Aristotle is clearly an admirer of Homer's, as almost all his examples of good epic poetry are drawn from Homer. He praises Homer for reducing his own voice in the narrative and letting the actions and the characters tell the story themselves. He uses Homer to show how epic poetry can recount exaggerated events in a believable manner. A tragedy could never get away with such marvels, since they are less credible when we see them performed. Having said this, he remarks that no plot should ever hinge on improbable events but praises Homer for managing through his art to make this flaw in the Odyssey seem insignificant. He also praises Homer as a master of using paralogisms (conclusions resulting from faulty or illogical arguments) to make lies seem believable.
Aristotle cautions against an overenthusiastic use of elaborate diction. While it is pleasing when there is no action to recount, and no character or thought to reveal, ornate diction can often obscure these more important elements when they are found together.
Aristotle seems to treat tragedy and epic poetry as largely similar. They are both meant to be imitations of great deeds, noble heroes, and tragic suffering, the main difference being that tragedy conveys all this by means of action, while epic poetry does so by means of language alone. They deal in the same genre, so the only differences are determined by the different limitations imposed by the different media of expression. A tragedy, for instance, cannot be as long as an epic, nor can it portray so many different happenings or get away with as many fantastic events. On the other hand, tragedy is more focused, and epic poetry cannot make use of the music or spectacle of stage performances.

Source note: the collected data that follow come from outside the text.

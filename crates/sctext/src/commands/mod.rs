//! CLI command implementations.

pub(crate) mod apply;
pub(crate) mod extract;

pub(crate) use apply::ApplyArgs;
pub(crate) use extract::ExtractArgs;

use std::path::Path;

use sctext_config::{CliSettings, Config};
use sctext_editor::{AllowList, Editor};
use sctext_shortcode::{Catalog, Engine, FallbackExtractor, Grammar};
use sctext_storage::FsStore;

use crate::error::CliError;

/// Everything an editor borrows, built once from configuration.
pub(crate) struct Session {
    catalog: Catalog,
    grammar: Option<Grammar>,
    fallback: FallbackExtractor,
    store: FsStore,
    guard: Option<AllowList>,
}

impl Session {
    /// Load configuration and build the session.
    pub(crate) fn load(
        config_path: Option<&Path>,
        settings: &CliSettings,
    ) -> Result<Self, CliError> {
        let config = Config::load(config_path, Some(settings))?;
        tracing::debug!(
            config = ?config.config_path,
            root = %config.store_resolved.root.display(),
            "Loaded configuration"
        );

        Ok(Self {
            catalog: config.catalog(),
            grammar: config.grammar(),
            fallback: config.fallback(),
            store: FsStore::new(&config.store_resolved.root),
            guard: config.access.editable.as_ref().map(AllowList::new),
        })
    }

    /// Editor over the configured store and strategy.
    pub(crate) fn editor(&self) -> Editor<'_> {
        let engine = Engine::select(self.grammar.as_ref(), &self.catalog, &self.fallback);
        let editor = Editor::new(&self.store, engine);
        match &self.guard {
            Some(guard) => editor.with_guard(guard),
            None => editor,
        }
    }
}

Tragedy, it seems, is a more realistic medium. Because we see everything in a tragedy happening before our eyes, the action is limited to the realm of human possibility. Admittedly, Greek stagecraft became increasingly complex, allowing actors to fly about suspended from cranes, and so on, but too much of this would be absurd. Indeed, Aristophanes, the great comic poet, made good comic use of such devices.
Epic poetry, on the other hand, is a purely narrative medium and as such is limited only by the imagination of the poet and listener. Because we have no help in visualizing events, the epic poet can more easily recount the improbable without disturbing us. Aristotle refers to the episode in the Iliad where Achilles chases Hector three times around the walls of Troy. Homer makes no mention of the rest of the Greek army, which presumably must have been sitting idly by, watching the chase. Such a picture would immediately seem ridiculous if presented on stage, but because Homer can focus exclusively on the characters of Achilles and Hector, we are liable not to notice this absurdity.
The larger-than-life qualities of epic poetry are also brought about by the heroic meter. This contrived and elevated meter further removes the characters in the story from realistic portrayal, their extraordinary speech meshing well with their extraordinary deeds. By contrast, tragedy employs an iambic meter that closely resembles the rhythms of everyday speech.
In spite of these differences, Aristotle seems to think that epic poetry and tragedy can be judged according to similar criteria. Most important to both is that they maintain unity of plot. Epic poetry, by virtue of its length, is more suited to episode and digression, but these digressions must be tied to the plot as tightly as the fewer digressions found in tragic poetry. Similar requirements regarding character presumably apply to the epic hero as to the tragic hero. In spite of the differences in genre, it would seem that the basic criteria for judging quality remain the same.